In [None]:
from datascience import *
import numpy as np

%matplotlib inline
import matplotlib.pyplot as plots
plots.style.use('fivethirtyeight')

## Swain vs. Alabama ##

### Hypothesis Test

In [None]:
population_proportions = make_array(.26, .74)

def panel_proportion():
    return sample_proportions(100, population_proportions).item(0)

panels = make_array()

num_simulations = 100000

for i in np.arange(num_simulations):
    new_panel = panel_proportion() * 100
    panels = np.append(panels, new_panel)

In [None]:
Table().with_column('Number of Black Men on Panel of 100', panels).hist(bins=np.arange(5.5,40.))
plots.plot([8, 8], [0, .1], color='red', lw=2);
print("p-value = ", sum(panels <= 8)/num_simulations)

### Confidence Interval 

In [None]:
sample_panel_proportions = make_array(.08, .92)
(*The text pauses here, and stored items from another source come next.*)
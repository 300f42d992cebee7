//! ISO 20022 export
//!
//! Fixed `pain.001`-flavoured document describing one wallet snapshot. Not a
//! schema-valid payment initiation; a structured report downstream systems
//! can ingest.

use chrono::{DateTime, SecondsFormat, Utc};
use std::fmt::Write;

use crate::models::types::WalletSnapshot;
use crate::utils::constants::{ISO_CREDITOR_NAME, ISO_MSG_ID_PREFIX};

/// Escape the five XML special characters
pub fn xml_escape(raw: &str) -> String {
    let mut out = String::with_capacity(raw.len());
    for c in raw.chars() {
        match c {
            '&' => out.push_str("&amp;"),
            '<' => out.push_str("&lt;"),
            '>' => out.push_str("&gt;"),
            '"' => out.push_str("&quot;"),
            '\'' => out.push_str("&apos;"),
            // XML 1.0 forbids most control characters
            c if (c as u32) < 0x20 && !matches!(c, '\t' | '\n' | '\r') => {}
            c => out.push(c),
        }
    }
    out
}

/// Render the export for `snapshot`, stamped with `now`.
///
/// `submitted` is the address exactly as the caller typed it; it names the
/// debtor, while `MsgId` carries the canonical form.
pub fn generate_iso_xml(snapshot: &WalletSnapshot, submitted: &str, now: DateTime<Utc>) -> String {
    let address = xml_escape(&snapshot.address);
    let debtor = xml_escape(submitted.trim());
    let remittance = xml_escape(&format!(
        "Wallet Risk Validation Report | Chain: {} | Risk Score: {}/100 ({}) | Status: {}",
        snapshot.chain_name,
        snapshot.risk_score,
        snapshot.risk_level.as_str(),
        snapshot.status.as_str()
    ));

    let mut xml = String::with_capacity(1024);
    // Writing into a String cannot fail
    let _ = write!(
        xml,
        r#"<?xml version="1.0" encoding="UTF-8"?>
<Document xmlns="urn:iso:std:iso:20022:tech:xsd:pain.001.001.09">
  <CstmrCdtTrfInitn>
    <GrpHdr>
      <MsgId>{prefix}{address}</MsgId>
      <CreDtTm>{created}</CreDtTm>
      <NbOfTxs>1</NbOfTxs>
    </GrpHdr>
    <PmtInf>
      <Dbtr>
        <Nm>{debtor}</Nm>
      </Dbtr>
      <Cdtr>
        <Nm>{creditor}</Nm>
      </Cdtr>
      <Amt Ccy="{ccy}">{balance}</Amt>
      <RmtInf>
        <Ustrd>{remittance}</Ustrd>
      </RmtInf>
    </PmtInf>
  </CstmrCdtTrfInitn>
</Document>
"#,
        prefix = ISO_MSG_ID_PREFIX,
        address = address,
        debtor = debtor,
        created = now.to_rfc3339_opts(SecondsFormat::Secs, true),
        creditor = xml_escape(ISO_CREDITOR_NAME),
        ccy = xml_escape(&snapshot.symbol),
        balance = snapshot.balance.normalize(),
        remittance = remittance,
    );
    xml
}

#[cfg(test)]
mod tests {
    use super::*;
    use crate::models::types::{Chain, FetchedAccount};
    use chrono::TimeZone;
    use rust_decimal::Decimal;

    fn fixed_now() -> DateTime<Utc> {
        Utc.with_ymd_and_hms(2024, 5, 6, 7, 8, 9).unwrap()
    }

    #[test]
    fn test_escape() {
        assert_eq!(xml_escape("a<b>&\"c'"), "a&lt;b&gt;&amp;&quot;c&apos;");
        assert_eq!(xml_escape("x\u{0}y"), "xy");
    }

    #[test]
    fn test_document_fields() {
        let account = FetchedAccount::new(Decimal::new(15, 1));
        let snapshot = WalletSnapshot::from_account("TJRabPrwbZy45sbavfcjinPJC18kjpRTv8", Chain::Tron, account, "tronscan");
        let xml = generate_iso_xml(&snapshot, "TJRabPrwbZy45sbavfcjinPJC18kjpRTv8", fixed_now());

        assert!(xml.starts_with("<?xml version=\"1.0\" encoding=\"UTF-8\"?>"));
        assert!(xml.contains("<MsgId>WS-TJRabPrwbZy45sbavfcjinPJC18kjpRTv8</MsgId>"));
        assert!(xml.contains("<CreDtTm>2024-05-06T07:08:09Z</CreDtTm>"));
        assert!(xml.contains("<Nm>Wallet Sentry Validator</Nm>"));
        assert!(xml.contains("<Amt Ccy=\"TRX\">1.5</Amt>"));
        assert!(xml.contains("Chain: TRON"));
    }

    #[test]
    fn test_debtor_keeps_submitted_case() {
        let raw = "0xDAC17F958D2ee523a2206206994597C13D831ec7";
        let canonical = raw.to_ascii_lowercase();
        let account = FetchedAccount::new(Decimal::ONE);
        let snapshot = WalletSnapshot::from_account(&canonical, Chain::Ethereum, account, "cloudflare");
        let xml = generate_iso_xml(&snapshot, &format!("  {} ", raw), fixed_now());

        assert!(xml.contains(&format!("<Nm>{}</Nm>", raw)));
        assert!(xml.contains(&format!("<MsgId>WS-{}</MsgId>", canonical)));
    }

    #[test]
    fn test_hostile_address_is_escaped() {
        let snapshot = WalletSnapshot::invalid_format("<script>&");
        let xml = generate_iso_xml(&snapshot, "<script>&", fixed_now());
        assert!(xml.contains("&lt;script&gt;&amp;"));
        assert!(!xml.contains("<script>"));
    }
}
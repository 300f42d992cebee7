//! API Request Handlers

use axum::{
    extract::{Json, Path, State},
    http::{header, StatusCode},
    response::IntoResponse,
};
use std::sync::Arc;
use std::time::Instant;
use tracing::{info, warn};

use super::middleware::{RateLimitConfig, RateLimiter};
use super::types::*;
use crate::core::classifier::classify;
use crate::core::inspector::WalletInspector;
use crate::core::iso_export::generate_iso_xml;
use crate::models::config::SentryConfig;
use crate::models::errors::AppError;
use crate::models::types::WalletSnapshot;
use crate::utils::cache::SnapshotCache;
use crate::utils::constants::APP_VERSION;
use crate::utils::telemetry::LookupStats;

type ErrorReply = (StatusCode, Json<ApiResponse<()>>);

/// Shared application state
pub struct AppState {
    pub inspector: WalletInspector,
    pub cache: SnapshotCache,
    pub stats: LookupStats,
    pub limiter: RateLimiter,
    pub start_time: Instant,
}

impl AppState {
    pub fn new(inspector: WalletInspector, config: &SentryConfig) -> Self {
        Self {
            inspector,
            cache: SnapshotCache::with_ttl(config.cache_ttl),
            stats: LookupStats::new(),
            limiter: RateLimiter::new(RateLimitConfig::per_minute(config.rate_limit_per_min)),
            start_time: Instant::now(),
        }
    }

    pub fn uptime_seconds(&self) -> u64 {
        self.start_time.elapsed().as_secs()
    }

    /// Cached lookup; only a cache miss reaches the explorers
    pub async fn lookup(&self, raw: &str) -> WalletSnapshot {
        let start = Instant::now();
        let canonical = classify(raw).canonical;

        if let Some(hit) = self.cache.get(&canonical) {
            self.stats.record(&hit, elapsed_ms(start) as u64, true);
            return hit;
        }

        let snapshot = self.inspector.inspect(raw).await;
        self.cache.set(&snapshot);
        self.stats.record(&snapshot, elapsed_ms(start) as u64, false);
        snapshot
    }
}

fn elapsed_ms(start: Instant) -> f64 {
    start.elapsed().as_secs_f64() * 1000.0
}

fn require_address(raw: &str, start: Instant) -> Result<(), ErrorReply> {
    if classify(raw).canonical.is_empty() {
        warn!("Rejected lookup with empty address");
        let err = AppError::bad_request("address is required");
        let status = StatusCode::from_u16(err.code.http_status()).unwrap_or(StatusCode::BAD_REQUEST);
        return Err((
            status,
            Json(ApiResponse::error(ApiError::from(&err), elapsed_ms(start))),
        ));
    }
    Ok(())
}

// ============================================
// Health Check
// ============================================

pub async fn health_check(State(state): State<Arc<AppState>>) -> Json<ApiResponse<HealthData>> {
    let start = Instant::now();

    let data = HealthData {
        status: "healthy".to_string(),
        version: APP_VERSION.to_string(),
        uptime_seconds: state.uptime_seconds(),
    };

    Json(ApiResponse::success(data, elapsed_ms(start)))
}

// ============================================
// Wallet Lookup
// ============================================

/// POST /v1/wallet/check
pub async fn check_wallet(
    State(state): State<Arc<AppState>>,
    Json(req): Json<WalletCheckRequest>,
) -> Result<Json<ApiResponse<WalletSnapshot>>, ErrorReply> {
    let start = Instant::now();
    require_address(&req.address, start)?;

    let snapshot = state.lookup(&req.address).await;
    Ok(Json(ApiResponse::success(snapshot, elapsed_ms(start))))
}

/// GET /v1/wallet/:address
pub async fn get_wallet(
    State(state): State<Arc<AppState>>,
    Path(address): Path<String>,
) -> Result<Json<ApiResponse<WalletSnapshot>>, ErrorReply> {
    let start = Instant::now();
    require_address(&address, start)?;

    let snapshot = state.lookup(&address).await;
    Ok(Json(ApiResponse::success(snapshot, elapsed_ms(start))))
}

/// GET /v1/wallet/:address/iso20022
pub async fn get_wallet_iso(
    State(state): State<Arc<AppState>>,
    Path(address): Path<String>,
) -> Result<impl IntoResponse, ErrorReply> {
    let start = Instant::now();
    require_address(&address, start)?;

    let snapshot = state.lookup(&address).await;
    let xml = generate_iso_xml(&snapshot, &address, chrono::Utc::now());

    info!(
        chain = %snapshot.chain_name,
        status = snapshot.status.as_str(),
        "📄 ISO 20022 export for {}",
        snapshot.address
    );

    Ok((
        [(header::CONTENT_TYPE, "application/xml; charset=utf-8")],
        xml,
    ))
}

// ============================================
// Stats
// ============================================

pub async fn get_stats(State(state): State<Arc<AppState>>) -> Json<ApiResponse<StatsData>> {
    let start = Instant::now();
    let cache = state.cache.stats();

    info!(
        "📊 Cache Stats: {} entries, {:.1}% hit rate ({} hits / {} misses)",
        cache.entries, cache.hit_rate, cache.hits, cache.misses
    );

    let data = StatsData {
        lookups: state.stats.snapshot(),
        cache,
        uptime_seconds: state.uptime_seconds(),
        api_version: APP_VERSION.to_string(),
    };

    Json(ApiResponse::success(data, elapsed_ms(start)))
}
def bootstrap_proportion(size, distribution):
    return sample_proportions(size, distribution).item(0)

bootstrap_panels = make_array()

for i in np.arange(num_simulations):
    new_bootstrap_panel = bootstrap_proportion(100, sample_panel_proportions) * 100
    bootstrap_panels = np.append(bootstrap_panels, new_bootstrap_panel)


In [None]:
left = percentile(2.5, bootstrap_panels)
right = percentile(97.5, bootstrap_panels)

left, right

In [None]:
Table().with_column(
    'Bootstrap Number of Black Men on Panel of 100', bootstrap_panels
).hist(bins=np.arange(-0.5,40.))

plots.plot([left,right], [0,0], color="lightgreen", lw=10, zorder=1);
plots.scatter(8,0.002,color="blue", s=40, zorder=2);
print("We predict with 95% confidence that if the jury pool were randomly selected,")
print("it was selected from a population of between", left, "and",np.round(right,1), "percent black men.")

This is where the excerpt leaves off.